TO DO:
Each line below containing the word "LocationMatch" needs to be shown.

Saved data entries

◆ ◆ ◆ ◆ ◆

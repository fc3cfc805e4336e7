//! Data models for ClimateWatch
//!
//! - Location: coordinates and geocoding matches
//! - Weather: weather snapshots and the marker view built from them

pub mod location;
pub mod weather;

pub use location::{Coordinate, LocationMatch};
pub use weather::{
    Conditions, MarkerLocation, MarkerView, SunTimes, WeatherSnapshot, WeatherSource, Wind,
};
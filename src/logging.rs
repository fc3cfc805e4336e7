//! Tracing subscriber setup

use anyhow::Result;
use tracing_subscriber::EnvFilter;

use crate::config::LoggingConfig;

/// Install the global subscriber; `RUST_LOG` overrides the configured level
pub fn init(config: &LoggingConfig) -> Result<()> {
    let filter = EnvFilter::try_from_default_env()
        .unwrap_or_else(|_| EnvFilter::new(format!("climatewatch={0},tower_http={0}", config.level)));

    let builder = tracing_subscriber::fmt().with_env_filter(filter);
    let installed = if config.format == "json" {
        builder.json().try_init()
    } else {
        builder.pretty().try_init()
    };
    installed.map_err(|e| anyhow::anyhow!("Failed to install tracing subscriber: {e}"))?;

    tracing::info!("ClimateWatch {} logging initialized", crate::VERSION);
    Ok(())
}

◆ ◆ ◆ ◆ ◆

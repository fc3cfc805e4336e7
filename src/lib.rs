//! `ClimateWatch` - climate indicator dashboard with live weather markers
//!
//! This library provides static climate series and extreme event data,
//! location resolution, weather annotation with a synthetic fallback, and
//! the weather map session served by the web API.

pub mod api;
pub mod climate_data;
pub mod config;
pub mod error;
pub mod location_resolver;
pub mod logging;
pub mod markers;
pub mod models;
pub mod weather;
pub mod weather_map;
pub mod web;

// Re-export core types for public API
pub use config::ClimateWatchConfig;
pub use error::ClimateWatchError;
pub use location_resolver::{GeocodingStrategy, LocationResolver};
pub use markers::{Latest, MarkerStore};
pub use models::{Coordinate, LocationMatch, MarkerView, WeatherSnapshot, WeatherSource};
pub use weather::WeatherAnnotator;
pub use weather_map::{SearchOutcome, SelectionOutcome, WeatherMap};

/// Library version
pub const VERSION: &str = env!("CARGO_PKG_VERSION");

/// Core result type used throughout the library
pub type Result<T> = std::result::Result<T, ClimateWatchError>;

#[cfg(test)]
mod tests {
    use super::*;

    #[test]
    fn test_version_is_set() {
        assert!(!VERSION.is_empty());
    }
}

◆ ◆ ◆ ◆ ◆

WRITTEN ANSWER:
pub use location::{Coordinate, LocationMatch};
pub use models::{Coordinate, LocationMatch, MarkerView, WeatherSnapshot, WeatherSource};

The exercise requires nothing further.